*Task instructions*
Each line in the records that mentions the word "configs" needs to be listed.

*Data for processing*
#####
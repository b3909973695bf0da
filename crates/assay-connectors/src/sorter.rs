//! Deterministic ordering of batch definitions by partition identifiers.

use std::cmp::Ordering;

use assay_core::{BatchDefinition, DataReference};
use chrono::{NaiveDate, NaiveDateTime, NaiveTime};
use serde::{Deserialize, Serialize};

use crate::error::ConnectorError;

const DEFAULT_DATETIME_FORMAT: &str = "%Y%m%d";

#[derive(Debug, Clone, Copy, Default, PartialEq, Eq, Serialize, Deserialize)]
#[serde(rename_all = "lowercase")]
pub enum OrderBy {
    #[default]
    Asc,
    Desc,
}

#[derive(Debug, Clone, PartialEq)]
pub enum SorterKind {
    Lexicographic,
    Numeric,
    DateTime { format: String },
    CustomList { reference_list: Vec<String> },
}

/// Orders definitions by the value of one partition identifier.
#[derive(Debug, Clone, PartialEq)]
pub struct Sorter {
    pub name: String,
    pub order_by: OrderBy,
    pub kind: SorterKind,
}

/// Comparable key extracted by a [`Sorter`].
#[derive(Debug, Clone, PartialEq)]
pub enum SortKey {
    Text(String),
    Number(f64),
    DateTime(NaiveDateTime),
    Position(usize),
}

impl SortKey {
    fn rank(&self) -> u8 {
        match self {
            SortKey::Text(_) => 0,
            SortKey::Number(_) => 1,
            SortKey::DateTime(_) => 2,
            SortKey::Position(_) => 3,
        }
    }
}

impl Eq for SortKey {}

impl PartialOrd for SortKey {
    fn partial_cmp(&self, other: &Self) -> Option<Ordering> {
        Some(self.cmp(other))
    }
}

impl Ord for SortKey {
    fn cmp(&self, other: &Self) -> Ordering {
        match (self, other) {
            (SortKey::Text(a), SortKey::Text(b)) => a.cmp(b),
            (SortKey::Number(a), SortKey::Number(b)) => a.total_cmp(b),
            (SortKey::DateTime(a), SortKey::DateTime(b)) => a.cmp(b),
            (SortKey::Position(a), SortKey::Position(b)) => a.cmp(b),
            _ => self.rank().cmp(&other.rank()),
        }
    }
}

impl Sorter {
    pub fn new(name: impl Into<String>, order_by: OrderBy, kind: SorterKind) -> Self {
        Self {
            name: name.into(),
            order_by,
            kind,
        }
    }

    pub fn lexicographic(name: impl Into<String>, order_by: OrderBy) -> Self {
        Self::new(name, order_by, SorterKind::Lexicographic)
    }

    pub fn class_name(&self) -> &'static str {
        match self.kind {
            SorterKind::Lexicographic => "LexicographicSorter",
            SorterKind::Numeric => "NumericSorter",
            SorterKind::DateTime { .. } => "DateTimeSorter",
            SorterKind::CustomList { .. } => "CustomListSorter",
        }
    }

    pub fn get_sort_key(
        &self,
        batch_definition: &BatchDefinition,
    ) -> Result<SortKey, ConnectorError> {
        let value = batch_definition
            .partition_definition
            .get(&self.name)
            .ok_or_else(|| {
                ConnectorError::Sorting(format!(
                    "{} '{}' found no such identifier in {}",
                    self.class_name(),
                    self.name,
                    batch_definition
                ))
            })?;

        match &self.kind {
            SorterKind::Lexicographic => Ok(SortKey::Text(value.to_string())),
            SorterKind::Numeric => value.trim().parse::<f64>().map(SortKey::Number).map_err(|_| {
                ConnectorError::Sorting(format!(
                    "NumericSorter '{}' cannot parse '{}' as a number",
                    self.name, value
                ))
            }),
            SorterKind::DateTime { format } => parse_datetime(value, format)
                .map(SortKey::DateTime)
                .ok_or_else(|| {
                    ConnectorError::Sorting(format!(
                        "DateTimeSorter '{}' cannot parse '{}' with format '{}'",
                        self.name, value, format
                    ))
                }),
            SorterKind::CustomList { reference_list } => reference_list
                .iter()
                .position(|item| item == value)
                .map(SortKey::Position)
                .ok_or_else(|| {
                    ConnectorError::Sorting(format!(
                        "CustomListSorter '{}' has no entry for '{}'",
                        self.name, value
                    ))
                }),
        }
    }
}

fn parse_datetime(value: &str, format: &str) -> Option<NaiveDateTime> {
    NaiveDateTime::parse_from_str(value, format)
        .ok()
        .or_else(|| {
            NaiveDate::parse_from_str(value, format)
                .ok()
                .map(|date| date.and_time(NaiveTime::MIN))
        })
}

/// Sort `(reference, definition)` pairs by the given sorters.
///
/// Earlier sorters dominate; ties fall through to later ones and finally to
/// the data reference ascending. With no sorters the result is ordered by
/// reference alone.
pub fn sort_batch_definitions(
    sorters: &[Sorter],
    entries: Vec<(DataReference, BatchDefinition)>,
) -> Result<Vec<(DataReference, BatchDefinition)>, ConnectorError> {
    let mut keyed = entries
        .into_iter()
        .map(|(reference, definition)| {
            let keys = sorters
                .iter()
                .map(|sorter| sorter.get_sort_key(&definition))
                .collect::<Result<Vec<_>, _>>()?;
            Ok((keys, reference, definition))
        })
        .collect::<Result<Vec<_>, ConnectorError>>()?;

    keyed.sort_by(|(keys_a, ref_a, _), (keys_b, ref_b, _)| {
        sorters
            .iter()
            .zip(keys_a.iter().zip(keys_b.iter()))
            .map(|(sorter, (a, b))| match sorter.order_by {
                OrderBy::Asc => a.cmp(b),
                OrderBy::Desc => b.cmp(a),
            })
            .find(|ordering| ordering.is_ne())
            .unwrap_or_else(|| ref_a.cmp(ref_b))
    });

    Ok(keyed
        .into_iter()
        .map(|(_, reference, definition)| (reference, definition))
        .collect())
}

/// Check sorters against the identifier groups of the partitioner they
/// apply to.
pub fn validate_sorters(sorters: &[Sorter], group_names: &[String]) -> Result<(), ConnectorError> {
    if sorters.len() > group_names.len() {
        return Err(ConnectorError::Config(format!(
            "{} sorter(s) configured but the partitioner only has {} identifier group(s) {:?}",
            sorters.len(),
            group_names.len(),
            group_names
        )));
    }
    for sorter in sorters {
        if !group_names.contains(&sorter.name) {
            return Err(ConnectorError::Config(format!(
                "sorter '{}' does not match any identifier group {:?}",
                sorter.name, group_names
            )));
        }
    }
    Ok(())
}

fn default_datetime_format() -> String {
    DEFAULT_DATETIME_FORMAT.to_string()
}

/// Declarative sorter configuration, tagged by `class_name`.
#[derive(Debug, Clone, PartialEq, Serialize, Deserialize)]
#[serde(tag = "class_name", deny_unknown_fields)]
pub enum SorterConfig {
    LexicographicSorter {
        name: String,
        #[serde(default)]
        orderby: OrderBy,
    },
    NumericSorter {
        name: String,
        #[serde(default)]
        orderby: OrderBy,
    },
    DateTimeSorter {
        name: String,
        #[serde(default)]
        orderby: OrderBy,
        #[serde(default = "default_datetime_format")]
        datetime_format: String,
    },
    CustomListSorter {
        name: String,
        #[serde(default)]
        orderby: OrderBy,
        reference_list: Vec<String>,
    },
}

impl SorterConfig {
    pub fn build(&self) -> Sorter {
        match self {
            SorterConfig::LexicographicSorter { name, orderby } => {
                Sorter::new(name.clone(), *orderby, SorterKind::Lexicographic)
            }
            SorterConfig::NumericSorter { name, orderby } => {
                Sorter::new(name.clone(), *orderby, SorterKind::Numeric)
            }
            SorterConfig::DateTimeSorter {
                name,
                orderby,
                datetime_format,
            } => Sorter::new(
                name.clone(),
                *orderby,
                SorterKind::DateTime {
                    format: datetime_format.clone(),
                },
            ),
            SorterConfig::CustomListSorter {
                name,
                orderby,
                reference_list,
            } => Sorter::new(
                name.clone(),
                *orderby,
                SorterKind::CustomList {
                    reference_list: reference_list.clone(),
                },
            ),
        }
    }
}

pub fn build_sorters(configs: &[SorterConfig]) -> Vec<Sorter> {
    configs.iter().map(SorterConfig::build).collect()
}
#####
*Solution to this task*
pub fn build_sorters(configs: &[SorterConfig]) -> Vec<Sorter> {
    configs.iter().map(SorterConfig::build).collect()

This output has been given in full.